Citation : 2024 Latest Caselaw 414 Cal/2
Judgement Date : 5 February, 2024
IN THE HIGH COURT AT CALCUTTA
ORDINARY ORIGINAL CIVIL JURISDICTION
ORIGINAL SIDE
EC/5/2017
IA NO: GA/4/2023
M/S. RANA CHAIRS
VS
DIRECTOR GENERAL (TOWN PLANNING), K.M.C. AND
ORS
&
EC/55/2017
M/S. RANA CHAIRS
VS
DIRECTOR GENERAL (TOWN PLANNING) K.M.C.AND ORS
Before: The Hon'ble Justice Apurba Sinha Ray
For Decree-Holder : Mr. Rupak Ghosh, Adv.

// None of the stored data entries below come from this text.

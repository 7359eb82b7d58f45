//! Whole-session benchmarks.
//!
//! These run the benchmark runner over synthetic hosts to track the overhead
//! the runner and the sweep add around the plugin's own processing.

mod session;

pub use session::bench_session;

Mr. Chanchal Kumar Dutt, Adv.
Ms. Krishna Mullick, Adv.
For judgment-debtor : Mr. Dhruba Ghosh, Sr. Adv.
Mr. Arijit Dey, Adv.
Mr. Altamas Alim, Adv.
For Orders on : 05.02.2024
2
Apurba Sinha Ray, J. :-
1. The matter relates to execution of a transferred decree from
Hon'ble High Court at Delhi.
2. The instant application has been filed from the side of the KMC
under Section 47 Code of Civil Procedure, 1908 contending that the
decree passed was in fact a nullity since the KMC was not made a
party to the proceeding. It is further contended that as per Section 587
of the Kolkata Municipal Corporation Act, 1980 (the Act, 1980 in short
hereinafter) no suit is maintainable against any municipal authority or
any officer or employee of the Corporation in respect of anything done
lawfully and in good faith with due care and attention under the Act,
1980 or the rules and regulation made thereunder.
3. The learned counsel appearing for the KMC Mr. Dhruba Ghosh
has also contended that Section 586 of the Act, 1980 provides that no
suit shall be instituted in any court against any municipal authority or
qany officer or employee of the corporation without serving necessary
notice in writing to the concerned office of the KMC.
3
4. It appears that though the decree-holder instituted the relevant
suit against three of its officers, neither the KMC was made a party to
the proceeding nor any notice was served upon the KMC under Section
586 of the Act, 1980. As, the decree has been passed without
impleading the necessary party like KMC and without serving notice to
the office of the corporation, the decree was passed without
jurisdiction and therefore it is a nullity.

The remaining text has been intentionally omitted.